Причина движения частью общая и первоначаль­ная, представляющая общую причину всех движений в мире, частью особенная, от которой отдельные части материи получают движения, коих они раньше не имели. Всеобщая причина есть бог, который вначале сотворил материю вместе с движением и покоем и уже в силу своего естественного содействия поддерживает в ней столько движения и покоя, сколько он вложил в нее сначала. Ибо, хотя движение в движимой материи не что иное, как определение, видоизменение её, оно тем не менее имеет определенную величину или коли­чество, которое, хотя в отдельных частях материи раз­лично, в целом все же всегда остается одинаково, так что если одна часть материи движется вдвое быстрее другой, а эта другая вдвое больше первой, то в мень­шей столько же движения, как в большей, и, чем мед­леннее движение одной части, тем быстрее движение другой, равной ей части. Мы видим также, что в боге неизменность не только его сущности, но и его спо­соба действия есть совершенство. А так как бог при сотворении материи сообщил разным частям её раз­личное движение и поддерживает всю эту материю одинаковым способом и в том же отношении, как он сотворил её, то разумно принять, что он всегда поддерживает в ней то же количество движения (там же, 36).

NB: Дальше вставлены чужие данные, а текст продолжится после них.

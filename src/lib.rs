//! Sales aggregation pipeline for the Rossmann store dataset.
//!
//! `train.csv` (daily sales) is left-joined with `store.csv` (store
//! attributes), narrowed by composable filters and reduced into the small
//! tables and KPI totals a dashboard draws from.
//!
//! ```rust,ignore
//! let paths = locate_sources(&cfg.data_dirs, &cfg.sales_file, &cfg.store_file)?;
//! let dataset = load_dataset(&paths)?;
//!
//! let view = FilterSet::new()
//!     .category(CategoryColumn::StoreType, ["a", "c"])
//!     .membership(MembershipColumn::Promo, [1])
//!     .apply(&dataset);
//!
//! let top = aggregate(&view, &AggregateQuery::new(GroupBy::One(Dimension::Store), Reduction::Sum).top(10))?;
//! ```

pub mod aggregate;
pub mod config;
pub mod dataset;
pub mod error;
pub mod export;
pub mod filter;
pub mod loader;
pub mod log;
pub mod record;
pub mod schema;
pub mod summary;
pub mod synth;
pub mod views;

pub use crate::aggregate::{
    aggregate, AggregateQuery, AggregateRow, AggregateTable, Dimension, GroupBy, KeyValue,
    Measure, Order, Reduction,
};
pub use crate::config::PipelineConfig;
pub use crate::dataset::{Dataset, FilteredView, LoadReport};
pub use crate::error::{PipelineError, PipelineResult};
pub use crate::export::{export_dashboard, table_to_arrow, write_parquet};
pub use crate::filter::{
    distinct_categories, store_picker_options, CategoryColumn, DateRange, FilterSet,
    MembershipColumn, Predicate,
};
pub use crate::loader::{load_dataset, load_from_readers, locate_sources, SourcePaths};
pub use crate::record::{SalesRecord, StoreAttributes};
pub use crate::schema::Schema;
pub use crate::summary::{distribution, summarize, BoxStats, Summary};
pub use crate::views::{build_view, build_views, Dashboard, RenderedView, ViewKind, ViewOutcome};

Из этой неизменности бога можно познать следую­щие законы природы, которые представляют вторич­ные и особые причины различных движений в отдель­ных телах. Первый из этих законов таков: всякая вещь, поскольку она проста и неразделима, сама по себе ос­тается всегда в том же состоянии и изменяется лишь внешними причинами. Например, если она покоится, то она никогда не приходит в движение сама по себе, но лишь от внешней причины; когда она движется, то приводится в покой лишь препятствиями со стороны других тел, например сопротивлением воздуха, иначе она продолжала бы вечно двигаться. Второй закон природы таков: каждая часть материи, рассматривае­мая сама по себе, отдельно, стремится лишь к тому, чтобы продолжать свое движение но прямой, а не по кривой линии. Поэтому всякое тело, движущееся по кругу, всегда стремится удалиться от центра описы­ваемого круга. Третий закон природы таков: когда дви­жущееся тело встречает другое и обладает меньшей силой для продолжения своего движения по прямой линии, чем другое для сопротивления, то оно приобре­тает другое направление и, таким образом, теряет не свое движение, но лишь направление его; если же оно имеет большую силу, то увлекает за собой другое и теряет столько движения, сколько сообщает другому. Но сила тела действовать на другое или противостоять его деятельности состоит лишь в том, что оно стремит­ся сохранять свое состояние. Поэтому связное имеет силу препятствовать своему разделению, а разделен­ное — оставаться таковым, неподвижное сохраняет свой покой и, следовательно, сопротивляется всему, что мо­жет его изменить, движущееся сохраняет свое движе­ние, то есть движение той же скорости и направления (там же, 37—43). Оценку Декартовых законов движения в общем и в част­ностях с точки зрения физики можно найти в “Истории фи­зики” Фишера42, т. I, стр. 322—327 и 355—360.